How To Get Physically Fit For Tennis
A well-planned and thorough tennis workout could be the difference between a win and a loss. While tennis is certainly a means of keeping you fit, it should not be seen as the best way get you fit in the first place. It’s a sport that will help strengthen your muscles and joints however, it’s important that you do some supplemental training in addition to your practices.
If you have access to a court, some examples would be to sprint to the net from the baseline and back again. Next, try lunging from one side of the the center line to the other. Jump in the air as if you’re going for an overhead shot and stand on one leg to improve your balance. Tennis coach Brett Able has some great tips for how to prepare playing a superior component.
This training should include two full-body strength sessions per week that target the back, arms, and shoulders, legs and buttocks. Additionally, your workout should not only concentrate on building strength but also building endurance in your stroke through the strengthening exercises. You’ll notice this is essential to your ability to perform well throughout an entire tournament.
In our review of Mark Kovaks’ advice from his USTA approved book “Complete Conditioning for Tennis,” we will highlight some of the fundamental steps in designing an effective training workout for tennis.
What this might look like…
Tip 1: Develop A Needs Analysis
Ask yourself, what is your..
- Chronological and training age
- General health status, fitness level and body type
- Strengths and weaknesses identified by you and your coaches, trainers and physicians
- Current and previous injuries
- Tournament and competition goals
Tip 2: Work Out Sets & Repetitions
Typically, 2-6 sets of a repetition is needed to build strength. Performing multiple sets provides high volume training, which helps develop a player’s stamina and strength. Within each set, the optimum number of repetitions is 10-15. The number of repetitions should determine the amount of weight lifted and thus the intensity of the exercise. The higher the amount of repetitions the lighter the weights. To determine this intensity many tennis players use the repetition maximum (RM) system. By practicing RM, an athlete is able to perform the desired amount of sets without breaking form while also feeling significant muscular fatigue by the last 2 sets.
Tip 3: Rest Requirements
In tennis, the average point lasts less than 15 seconds and is followed by 20-25 seconds of rest. Workout cycles should mimk this pattern. A work-to-rest cycle trains the muscles for actual tennis play and stresses the systems used to provide energy to the working muscles.

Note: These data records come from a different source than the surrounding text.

use std::collections::BTreeMap;
use std::fmt;

/// Normalized view of one failed attempt.
///
/// Every field is optional; the classifier treats missing data as
/// "nothing to go on" rather than as an error.
#[derive(Debug, Clone, Default, PartialEq, Eq)]
pub struct AttemptError {
    pub status: Option<u16>,
    /// Network error code such as `ECONNRESET`.
    pub code: Option<String>,
    pub message: Option<String>,
    pub headers: BTreeMap<String, String>,
}

impl AttemptError {
    pub fn from_status(status: u16) -> Self {
        Self {
            status: Some(status),
            ..Default::default()
        }
    }

    pub fn from_code(code: impl Into<String>) -> Self {
        Self {
            code: Some(code.into()),
            ..Default::default()
        }
    }

    pub fn from_message(message: impl Into<String>) -> Self {
        Self {
            message: Some(message.into()),
            ..Default::default()
        }
    }

    pub fn with_message(mut self, message: impl Into<String>) -> Self {
        self.message = Some(message.into());
        self
    }

    pub fn with_code(mut self, code: impl Into<String>) -> Self {
        self.code = Some(code.into());
        self
    }

    pub fn with_header(mut self, name: impl Into<String>, value: impl Into<String>) -> Self {
        self.headers.insert(name.into(), value.into());
        self
    }

    /// Case-insensitive header lookup.
    pub fn header(&self, name: &str) -> Option<&str> {
        self.headers
            .iter()
            .find(|(k, _)| k.eq_ignore_ascii_case(name))
            .map(|(_, v)| v.as_str())
    }
}

impl fmt::Display for AttemptError {
    fn fmt(&self, f: &mut fmt::Formatter<'_>) -> fmt::Result {
        match (&self.message, self.status, &self.code) {
            (Some(m), _, _) => f.write_str(m),
            (None, Some(s), _) => write!(f, "HTTP {s}"),
            (None, None, Some(c)) => f.write_str(c),
            (None, None, None) => f.write_str("unknown error"),
        }
    }
}

impl std::error::Error for AttemptError {}

/// A failure type the retry engine can inspect.
///
/// `Display` supplies the message carried into the final error.
pub trait AttemptFailure: fmt::Display {
    fn attempt_error(&self) -> AttemptError;
}

impl AttemptFailure for AttemptError {
    fn attempt_error(&self) -> AttemptError {
        self.clone()
    }
}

Tip 4: Practice Periodization
Periodization workout training systematically combines training and competition in order to maximize a players chances of a peak performance. A balance between fitness, muscular endurance, strength, high-intensity training, competition and rest is key.
Here are a few steps for an evenly balanced training regimen.
- Identify the most important tournaments
- Identify periods of 6-8 weeks for building strength
- Identify a period for active rest
- Chart out weekly focal points. For example, during strength building focus on bulding tennis specific endurance, then two weeks before a tournament focus on maximizing power or on-court movement.
Tip 5: Tennis Stretching Routine
The key to an effective training program is a supplemental stretching routine in order to enhance flexibility, athleticism, and prevent injury. The primary muscles groups used while playing tennis are the rotator cuff muscles of the shoulder, the pectorals, trapezius, the upper arm and forearm, the hips, the quadriceps, and the calf muscles. A forehand stroke for example targets the pectorals, biceps, deltoids, hips, and core muscles.
Even the simplest stretching routine helps promote healthy blood circulation and therefore mental aptitude and coordination. Most importantly, a regular stretching habit will help prevent injuries frequent in the game of tennis. Often times, injuries, such as those in the rotator cuff of the shoulder will painfully shelf a player for weeks at a time.
Lastly, it’s important to bare in mind that stretches in improperly can also have negative effects on your muscles. Over time, they can cause permanent damage to your joints and ligaments. In this 10 minute video by the Stretching Institute outlines the best, most fundamental stretches for tennis players. Try following it after a workout and start to feel the benefits of a limber body.
In his article, Kovak gives in-detail explanations of various strength-building tennis workouts for the lower body, abdomen, shoulders, forearm, and wrist. Integrating these exercises with dynamic warm-ups, flexibility and endurance training, tennis-specific power exercises, a nutritional diet, and hydration regimen will surely maximize your potential as a tennis player. Go through these steps with your coach (coaches with your player) to make sure you’re both on the same page in working towards a healthy and balanced training routine.